AIM OF THE EXERCISE. Scan the material below and count each line with the string "TerminalOperator". Reply with the count alone.

INPUT MATERIAL.
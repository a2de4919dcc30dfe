//! The interactive read-eval loop.

use std::io::{IsTerminal, Write};
use std::path::{Path, PathBuf};
use std::sync::Arc;

use crossterm::style::Stylize;
use orangutan_agent::prompt::TREE_DEPTH;
use orangutan_agent::{
    AgentLoop, ChatSession, SessionConfig, TurnState, build_directory_tree, build_system_prompt,
};
use orangutan_config::{AppConfig, ProjectMemory};
use orangutan_core::provider::Provider;
use orangutan_core::tool::ToolRegistry;
use tracing::{info, warn};

use crate::console::{Console, ReadResult};
use crate::operator::TerminalOperator;

/// A slash command typed at the prompt.
#[derive(Debug, Clone, PartialEq, Eq)]
pub enum Command {
    Help,
    Exit,
    Clear,
    Tree,
    Unknown(String),
}

/// One classified prompt line.
#[derive(Debug, Clone, PartialEq, Eq)]
pub enum Input {
    Empty,
    Command(Command),
    Message(String),
}

pub fn parse_input(line: &str) -> Input {
    let line = line.trim();
    if line.is_empty() {
        return Input::Empty;
    }
    let Some(rest) = line.strip_prefix('/') else {
        return Input::Message(line.to_string());
    };

    let name = rest.split_whitespace().next().unwrap_or_default();
    let command = match name.to_ascii_lowercase().as_str() {
        "help" => Command::Help,
        "exit" | "quit" => Command::Exit,
        "clear" => Command::Clear,
        "tree" => Command::Tree,
        _ => Command::Unknown(line.to_string()),
    };
    Input::Command(command)
}

const HELP: &[(&str, &str)] = &[
    ("/help", "Show this help"),
    ("/clear", "Start a fresh conversation"),
    ("/tree", "Show the project tree"),
    ("/exit", "Quit (also /quit, Ctrl-C)"),
];

pub struct Repl {
    root: PathBuf,
    config: AppConfig,
    provider: Arc<dyn Provider>,
    registry: Arc<ToolRegistry>,
    agent: AgentLoop,
    session: ChatSession,
    console: Arc<Console>,
}

impl Repl {
    pub fn new(
        root: PathBuf,
        config: AppConfig,
        provider: Arc<dyn Provider>,
        console: Arc<Console>,
    ) -> Self {
        let operator = Arc::new(TerminalOperator::new(console.clone()));
        let registry = Arc::new(orangutan_tools::default_registry(&config.tools, operator));
        let agent = AgentLoop::new(registry.clone(), root.clone())
            .with_max_rounds(config.agent.max_tool_rounds);
        let session = new_session(&root, &config, &provider, &registry);

        Self {
            root,
            config,
            provider,
            registry,
            agent,
            session,
            console,
        }
    }

    /// Run until `/exit`, Ctrl-C or end of input.
    pub async fn run(&mut self) {
        self.banner();

        loop {
            print!("{} ", "you >".green().bold());
            let _ = std::io::stdout().flush();

            let line = match self.console.read_line().await {
                ReadResult::Line(line) => line,
                ReadResult::Interrupted | ReadResult::Eof => break,
            };

            match parse_input(&line) {
                Input::Empty => {}
                Input::Command(Command::Exit) => break,
                Input::Command(command) => self.command(command),
                Input::Message(text) => self.turn(&text).await,
            }
        }

        println!();
        println!("Goodbye!");
    }

    async fn turn(&mut self, text: &str) {
        println!();
        let outcome = self.agent.run_turn(&mut self.session, text).await;
        info!(rounds = outcome.rounds, state = ?outcome.state, "Turn finished");
        if outcome.state == TurnState::RoundLimitReached {
            println!(
                "{}",
                format!(
                    "[Stopped after {} tool rounds. Send a message to continue.]",
                    outcome.rounds
                )
                .yellow()
            );
        }
        println!();
    }

    fn command(&mut self, command: Command) {
        match command {
            Command::Help => {
                for (name, what) in HELP {
                    println!("  {}  {what}", format!("{name:<7}").cyan());
                }
            }
            Command::Clear => {
                self.session =
                    new_session(&self.root, &self.config, &self.provider, &self.registry);
                println!("{}", "Conversation cleared.".dim());
            }
            Command::Tree => {
                println!("{}", build_directory_tree(&self.root, TREE_DEPTH));
            }
            Command::Unknown(text) => {
                println!(
                    "{}",
                    format!("Unknown command: {text}. Type /help for commands.").yellow()
                );
            }
            Command::Exit => {}
        }
    }

    fn banner(&self) {
        println!();
        println!("{}", "Orangutan: local coding assistant".bold());
        println!("  Model:     {}", self.config.model.as_str().cyan());
        println!("  Directory: {}", self.root.display().to_string().cyan());
        println!("  Tools:     {}", self.registry.names().join(", ").dim());
        println!("{}", "  Type /help for commands.".dim());
        println!();
    }
}

/// A session with a freshly built system prompt.
fn new_session(
    root: &Path,
    config: &AppConfig,
    provider: &Arc<dyn Provider>,
    registry: &ToolRegistry,
) -> ChatSession {
    let memory = match ProjectMemory::new(root).read() {
        Ok(memory) => memory,
        Err(e) => {
            warn!(error = %e, "Could not read project memory");
            None
        }
    };
    let prompt = build_system_prompt(root, registry, memory.as_deref());
    let session_config =
        SessionConfig::from_app_config(config).with_indicator(std::io::stdout().is_terminal());
    ChatSession::new(provider.clone(), prompt, session_config)
}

RESPONSE TO THE EXERCISE. 2